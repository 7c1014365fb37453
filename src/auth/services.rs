//! Session resolution and user signup

use sqlx::SqlitePool;
use tracing::{debug, error, info, warn};

use super::models::{CreateUserRequest, Signup, User, UserRow};
use super::validators::SignupValidator;
use crate::common::helpers::{format_timestamp, now_timestamp};
use crate::common::validation::parse_timestamp;
use crate::common::{
    generate_session_token, generate_user_id, safe_email_log, safe_token_log, ApiError, Validator,
};

/// Maps an opaque session token to the owning user's id.
///
/// Knows nothing about cookies; callers hand over whatever token the
/// transport carried.
#[derive(Clone)]
pub struct SessionResolver {
    db: SqlitePool,
}

impl SessionResolver {
    pub fn new(db: SqlitePool) -> Self {
        Self { db }
    }

    /// Absent or blank tokens are `Unauthenticated`; tokens that match no
    /// user are `NotFound`.
    pub async fn resolve(&self, token: Option<&str>) -> Result<String, ApiError> {
        let token = match token.map(str::trim).filter(|t| !t.is_empty()) {
            Some(t) => t,
            None => {
                warn!("Session resolution failed: no session token");
                return Err(ApiError::Unauthenticated("No sessionId provided!".to_string()));
            }
        };

        let user_id = sqlx::query_scalar::<_, String>("SELECT id FROM users WHERE session_id = ?")
            .bind(token)
            .fetch_optional(&self.db)
            .await
            .map_err(|e| {
                error!(
                    error = %e,
                    token = %safe_token_log(token),
                    "Database error during session lookup"
                );
                ApiError::DatabaseError(e)
            })?;

        match user_id {
            Some(id) => {
                debug!(user_id = %id, "Session resolved");
                Ok(id)
            }
            None => {
                warn!(token = %safe_token_log(token), "Session token matches no user");
                Err(ApiError::NotFound("User not found!".to_string()))
            }
        }
    }
}

pub struct UsersService {
    db: SqlitePool,
}

impl UsersService {
    pub fn new(db: SqlitePool) -> Self {
        Self { db }
    }

    /// Create a user and bind a freshly generated session token to it.
    pub async fn signup(&self, request: &CreateUserRequest) -> Result<Signup, ApiError> {
        SignupValidator.validate(request).into_result()?;

        let birth = parse_timestamp(&request.birth)
            .ok_or_else(|| ApiError::ValidationError("birth: Invalid date".to_string()))?;

        let user_id = generate_user_id();
        let session_token = generate_session_token();

        sqlx::query(
            r#"
            INSERT INTO users (id, name, nickname, email, birth, created_at, session_id)
            VALUES (?, ?, ?, ?, ?, ?, ?)
            "#,
        )
        .bind(&user_id)
        .bind(&request.name)
        .bind(&request.nickname)
        .bind(&request.email)
        .bind(format_timestamp(&birth))
        .bind(now_timestamp())
        .bind(&session_token)
        .execute(&self.db)
        .await
        .map_err(|e| {
            error!(
                error = %e,
                email = %safe_email_log(&request.email),
                "Database error creating user"
            );
            ApiError::DatabaseError(e)
        })?;

        info!(
            user_id = %user_id,
            email = %safe_email_log(&request.email),
            "User signed up"
        );

        Ok(Signup {
            user_id,
            session_token,
        })
    }

    pub async fn get_user(&self, user_id: &str) -> Result<User, ApiError> {
        let row = sqlx::query_as::<_, UserRow>(
            "SELECT id, name, nickname, email, birth, created_at FROM users WHERE id = ?",
        )
        .bind(user_id)
        .fetch_optional(&self.db)
        .await
        .map_err(|e| {
            error!(error = %e, user_id = %user_id, "Database error fetching user");
            ApiError::DatabaseError(e)
        })?
        .ok_or_else(|| {
            warn!(user_id = %user_id, "Session user has no row");
            ApiError::NotFound("User not found!".to_string())
        })?;

        User::try_from(row)
    }
}
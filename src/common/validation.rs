// Common validation types and traits

use chrono::{DateTime, NaiveDate, NaiveDateTime, Utc};

#[derive(Debug)]
pub struct ValidationError {
    pub field: String,
    pub message: String,
}

#[derive(Debug)]
pub struct ValidationResult {
    pub is_valid: bool,
    pub errors: Vec<ValidationError>,
}

impl ValidationResult {
    pub fn new() -> Self {
        Self {
            is_valid: true,
            errors: Vec::new(),
        }
    }

    pub fn add_error(&mut self, field: &str, message: &str) {
        self.is_valid = false;
        self.errors.push(ValidationError {
            field: field.to_string(),
            message: message.to_string(),
        });
    }

    /// Fails with a `ValidationError` when any error was recorded.
    pub fn into_result(self) -> Result<(), super::ApiError> {
        if self.is_valid {
            Ok(())
        } else {
            Err(self.into())
        }
    }
}

impl Default for ValidationResult {
    fn default() -> Self {
        Self::new()
    }
}

pub trait Validator<T> {
    fn validate(&self, data: &T) -> ValidationResult;
}

/// Records an error unless `value` has at least `min` characters.
pub fn require_min_chars(result: &mut ValidationResult, field: &str, value: &str, min: usize) {
    if value.chars().count() < min {
        result.add_error(
            field,
            &format!("{} must be at least {} characters", capitalize(field), min),
        );
    }
}

fn capitalize(field: &str) -> String {
    let mut chars = field.chars();
    match chars.next() {
        Some(first) => first.to_uppercase().chain(chars).collect(),
        None => String::new(),
    }
}

/// Parses the timestamp formats clients send for `dateTime` and `birth`.
///
/// Accepts RFC 3339, `YYYY-MM-DD HH:MM:SS[.fff]` and bare `YYYY-MM-DD`.
/// Values without an offset are taken as UTC.
pub fn parse_timestamp(value: &str) -> Option<DateTime<Utc>> {
    let value = value.trim();

    if let Ok(dt) = DateTime::parse_from_rfc3339(value) {
        return Some(dt.with_timezone(&Utc));
    }

    for format in ["%Y-%m-%d %H:%M:%S%.f", "%Y-%m-%dT%H:%M:%S%.f"] {
        if let Ok(naive) = NaiveDateTime::parse_from_str(value, format) {
            return Some(naive.and_utc());
        }
    }

    NaiveDate::parse_from_str(value, "%Y-%m-%d")
        .ok()
        .and_then(|date| date.and_hms_opt(0, 0, 0))
        .map(|naive| naive.and_utc())
}

#[cfg(test)]
mod tests {
    use super::*;
    use chrono::{Datelike, Timelike};

    #[test]
    fn test_parse_timestamp_formats() {
        let rfc = parse_timestamp("2023-08-03T20:32:53.120Z").unwrap();
        assert_eq!(rfc.hour(), 20);
        assert_eq!(rfc.timestamp_subsec_millis(), 120);

        let offset = parse_timestamp("2023-08-03T20:32:53-03:00").unwrap();
        assert_eq!(offset.hour(), 23);

        let spaced = parse_timestamp("2023-08-03 20:32:53").unwrap();
        assert_eq!(spaced.minute(), 32);

        let date_only = parse_timestamp("1990-05-17").unwrap();
        assert_eq!(date_only.year(), 1990);
        assert_eq!(date_only.hour(), 0);
    }

    #[test]
    fn test_parse_timestamp_rejects_garbage() {
        assert!(parse_timestamp("").is_none());
        assert!(parse_timestamp("yesterday").is_none());
        assert!(parse_timestamp("2023-13-40").is_none());
    }

    #[test]
    fn test_require_min_chars() {
        let mut result = ValidationResult::new();
        require_min_chars(&mut result, "name", "ab", 3);
        require_min_chars(&mut result, "description", " ab", 3);

        assert!(!result.is_valid);
        assert_eq!(result.errors.len(), 1);
        assert_eq!(result.errors[0].field, "name");
        assert_eq!(result.errors[0].message, "Name must be at least 3 characters");
    }
}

■ ■ ■ ■ ■

Your reply should be the number of lines in the listing above that contain "must", with nothing added.

2